Input data |
- Opening Delimiter -

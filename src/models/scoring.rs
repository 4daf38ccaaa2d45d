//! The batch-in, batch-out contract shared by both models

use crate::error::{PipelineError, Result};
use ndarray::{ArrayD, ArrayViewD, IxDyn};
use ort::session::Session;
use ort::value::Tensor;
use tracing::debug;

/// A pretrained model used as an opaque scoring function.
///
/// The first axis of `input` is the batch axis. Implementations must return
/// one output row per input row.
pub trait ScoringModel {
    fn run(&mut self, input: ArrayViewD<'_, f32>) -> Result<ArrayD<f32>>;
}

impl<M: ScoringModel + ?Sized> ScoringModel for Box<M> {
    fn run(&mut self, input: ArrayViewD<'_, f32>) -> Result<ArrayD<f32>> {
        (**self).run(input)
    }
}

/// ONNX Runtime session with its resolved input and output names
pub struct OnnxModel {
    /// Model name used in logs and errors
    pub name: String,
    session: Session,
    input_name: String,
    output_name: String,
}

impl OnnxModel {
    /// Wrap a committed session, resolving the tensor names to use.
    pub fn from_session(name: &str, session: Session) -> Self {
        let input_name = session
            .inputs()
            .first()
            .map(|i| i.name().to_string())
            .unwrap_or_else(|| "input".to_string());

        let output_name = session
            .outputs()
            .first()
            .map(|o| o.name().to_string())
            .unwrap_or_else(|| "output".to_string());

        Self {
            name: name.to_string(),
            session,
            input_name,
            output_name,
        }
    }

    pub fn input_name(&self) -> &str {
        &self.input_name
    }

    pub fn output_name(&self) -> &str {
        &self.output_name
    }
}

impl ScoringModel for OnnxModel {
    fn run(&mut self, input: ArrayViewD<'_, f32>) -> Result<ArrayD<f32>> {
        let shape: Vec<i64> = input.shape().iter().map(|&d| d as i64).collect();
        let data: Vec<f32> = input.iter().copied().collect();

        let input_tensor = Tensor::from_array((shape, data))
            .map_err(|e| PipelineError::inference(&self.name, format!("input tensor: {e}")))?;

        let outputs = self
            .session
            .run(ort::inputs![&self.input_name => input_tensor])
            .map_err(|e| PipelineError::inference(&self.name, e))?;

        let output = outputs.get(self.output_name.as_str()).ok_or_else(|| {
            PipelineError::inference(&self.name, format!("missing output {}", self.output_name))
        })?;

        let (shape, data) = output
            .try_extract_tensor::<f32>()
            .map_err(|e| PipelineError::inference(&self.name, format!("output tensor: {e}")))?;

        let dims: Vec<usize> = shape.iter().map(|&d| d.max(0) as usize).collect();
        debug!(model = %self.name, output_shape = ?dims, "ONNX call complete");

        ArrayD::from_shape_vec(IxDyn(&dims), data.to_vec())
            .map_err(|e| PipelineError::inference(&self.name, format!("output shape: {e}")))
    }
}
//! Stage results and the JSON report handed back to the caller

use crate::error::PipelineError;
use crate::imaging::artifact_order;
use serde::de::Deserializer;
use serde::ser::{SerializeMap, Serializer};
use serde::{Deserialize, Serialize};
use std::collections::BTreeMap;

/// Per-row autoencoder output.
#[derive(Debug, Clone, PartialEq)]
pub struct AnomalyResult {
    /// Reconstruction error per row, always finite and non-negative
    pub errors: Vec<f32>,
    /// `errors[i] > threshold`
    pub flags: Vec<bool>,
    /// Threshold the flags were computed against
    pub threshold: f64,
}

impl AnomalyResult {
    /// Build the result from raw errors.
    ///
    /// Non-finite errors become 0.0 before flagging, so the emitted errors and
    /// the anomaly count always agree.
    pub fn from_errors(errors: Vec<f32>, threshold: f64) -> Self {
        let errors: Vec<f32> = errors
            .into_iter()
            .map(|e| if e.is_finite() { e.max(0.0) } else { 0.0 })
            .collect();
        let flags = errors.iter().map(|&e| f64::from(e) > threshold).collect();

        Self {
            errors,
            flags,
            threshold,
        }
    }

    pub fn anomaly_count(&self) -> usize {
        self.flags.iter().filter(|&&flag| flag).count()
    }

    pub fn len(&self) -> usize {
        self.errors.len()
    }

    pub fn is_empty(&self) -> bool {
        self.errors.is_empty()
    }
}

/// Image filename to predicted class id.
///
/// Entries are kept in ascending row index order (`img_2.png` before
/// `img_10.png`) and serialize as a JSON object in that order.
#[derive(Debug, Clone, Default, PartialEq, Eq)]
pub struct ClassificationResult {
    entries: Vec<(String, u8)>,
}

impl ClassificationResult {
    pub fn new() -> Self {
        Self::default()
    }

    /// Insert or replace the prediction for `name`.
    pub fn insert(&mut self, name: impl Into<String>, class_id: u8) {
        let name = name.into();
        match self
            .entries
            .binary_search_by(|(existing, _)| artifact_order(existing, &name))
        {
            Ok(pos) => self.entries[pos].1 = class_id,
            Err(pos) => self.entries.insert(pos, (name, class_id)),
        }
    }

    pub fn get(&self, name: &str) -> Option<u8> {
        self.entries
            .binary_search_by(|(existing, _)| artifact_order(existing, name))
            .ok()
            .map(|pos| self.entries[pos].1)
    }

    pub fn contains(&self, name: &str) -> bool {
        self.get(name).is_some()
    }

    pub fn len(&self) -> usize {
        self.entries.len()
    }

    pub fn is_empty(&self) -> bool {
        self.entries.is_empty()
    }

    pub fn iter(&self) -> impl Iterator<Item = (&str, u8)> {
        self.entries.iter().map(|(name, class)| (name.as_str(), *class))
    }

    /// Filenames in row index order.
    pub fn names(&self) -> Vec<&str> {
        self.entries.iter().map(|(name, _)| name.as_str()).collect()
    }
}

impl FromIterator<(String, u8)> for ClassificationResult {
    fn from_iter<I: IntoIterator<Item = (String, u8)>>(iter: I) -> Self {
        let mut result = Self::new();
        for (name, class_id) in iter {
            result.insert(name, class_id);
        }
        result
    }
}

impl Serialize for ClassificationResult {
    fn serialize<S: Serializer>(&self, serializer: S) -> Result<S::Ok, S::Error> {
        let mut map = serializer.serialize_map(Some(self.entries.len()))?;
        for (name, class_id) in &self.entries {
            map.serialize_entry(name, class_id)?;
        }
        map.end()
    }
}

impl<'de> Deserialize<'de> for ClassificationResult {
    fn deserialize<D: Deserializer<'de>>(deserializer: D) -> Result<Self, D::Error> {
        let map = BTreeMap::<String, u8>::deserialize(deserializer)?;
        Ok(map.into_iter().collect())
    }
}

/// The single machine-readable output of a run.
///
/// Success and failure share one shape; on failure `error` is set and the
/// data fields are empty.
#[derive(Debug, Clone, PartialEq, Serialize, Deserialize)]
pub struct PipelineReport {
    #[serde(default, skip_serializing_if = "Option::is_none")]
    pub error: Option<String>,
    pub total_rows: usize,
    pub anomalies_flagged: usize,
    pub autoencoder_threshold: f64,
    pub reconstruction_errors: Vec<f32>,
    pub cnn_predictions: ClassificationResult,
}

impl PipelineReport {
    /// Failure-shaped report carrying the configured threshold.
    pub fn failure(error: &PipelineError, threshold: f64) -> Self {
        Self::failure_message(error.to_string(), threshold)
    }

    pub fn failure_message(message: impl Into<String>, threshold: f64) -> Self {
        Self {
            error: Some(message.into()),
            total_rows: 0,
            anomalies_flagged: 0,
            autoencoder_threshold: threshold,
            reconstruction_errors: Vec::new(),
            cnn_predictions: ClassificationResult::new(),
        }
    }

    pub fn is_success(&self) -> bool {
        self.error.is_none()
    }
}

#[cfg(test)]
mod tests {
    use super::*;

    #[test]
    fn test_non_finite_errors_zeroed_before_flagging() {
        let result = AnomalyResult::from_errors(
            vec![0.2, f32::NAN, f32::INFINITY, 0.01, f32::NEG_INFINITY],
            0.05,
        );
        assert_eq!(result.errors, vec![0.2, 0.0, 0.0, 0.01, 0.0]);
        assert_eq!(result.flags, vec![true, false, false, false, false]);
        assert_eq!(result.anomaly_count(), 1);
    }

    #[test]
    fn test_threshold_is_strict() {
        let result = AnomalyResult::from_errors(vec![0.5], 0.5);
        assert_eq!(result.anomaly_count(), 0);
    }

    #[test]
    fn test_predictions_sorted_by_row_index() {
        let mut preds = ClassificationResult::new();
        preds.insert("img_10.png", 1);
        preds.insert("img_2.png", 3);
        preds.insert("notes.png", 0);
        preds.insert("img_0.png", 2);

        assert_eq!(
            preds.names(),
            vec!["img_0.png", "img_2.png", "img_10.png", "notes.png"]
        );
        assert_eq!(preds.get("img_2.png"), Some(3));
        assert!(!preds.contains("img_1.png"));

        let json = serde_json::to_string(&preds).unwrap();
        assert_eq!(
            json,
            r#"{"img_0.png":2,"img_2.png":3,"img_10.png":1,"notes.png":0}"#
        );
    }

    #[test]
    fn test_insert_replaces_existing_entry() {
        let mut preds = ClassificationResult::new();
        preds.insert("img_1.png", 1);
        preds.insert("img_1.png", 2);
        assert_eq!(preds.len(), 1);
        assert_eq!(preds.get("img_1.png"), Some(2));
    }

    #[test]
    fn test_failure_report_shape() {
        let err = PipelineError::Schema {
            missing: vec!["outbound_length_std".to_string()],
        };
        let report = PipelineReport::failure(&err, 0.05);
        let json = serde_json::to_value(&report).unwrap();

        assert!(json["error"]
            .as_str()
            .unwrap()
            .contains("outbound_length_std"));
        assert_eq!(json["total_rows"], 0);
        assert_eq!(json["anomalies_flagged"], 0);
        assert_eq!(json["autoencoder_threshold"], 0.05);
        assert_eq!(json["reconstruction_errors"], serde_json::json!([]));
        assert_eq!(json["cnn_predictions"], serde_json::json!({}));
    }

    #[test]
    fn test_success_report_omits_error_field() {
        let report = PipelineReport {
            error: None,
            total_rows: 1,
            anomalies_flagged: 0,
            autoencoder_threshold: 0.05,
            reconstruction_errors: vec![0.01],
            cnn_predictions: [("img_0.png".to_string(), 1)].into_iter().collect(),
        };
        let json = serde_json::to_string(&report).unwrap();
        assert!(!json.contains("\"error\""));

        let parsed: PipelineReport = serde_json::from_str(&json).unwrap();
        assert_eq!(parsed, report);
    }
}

- Closing Delimiter -

Directions | Please copy each line of the material that has the string "ClassificationResult" somewhere in it.

Result of this exercise |
pub struct ClassificationResult {
impl ClassificationResult {
impl FromIterator<(String, u8)> for ClassificationResult {
impl Serialize for ClassificationResult {
impl<'de> Deserialize<'de> for ClassificationResult {
    pub cnn_predictions: ClassificationResult,
            cnn_predictions: ClassificationResult::new(),
        let mut preds = ClassificationResult::new();
        let mut preds = ClassificationResult::new();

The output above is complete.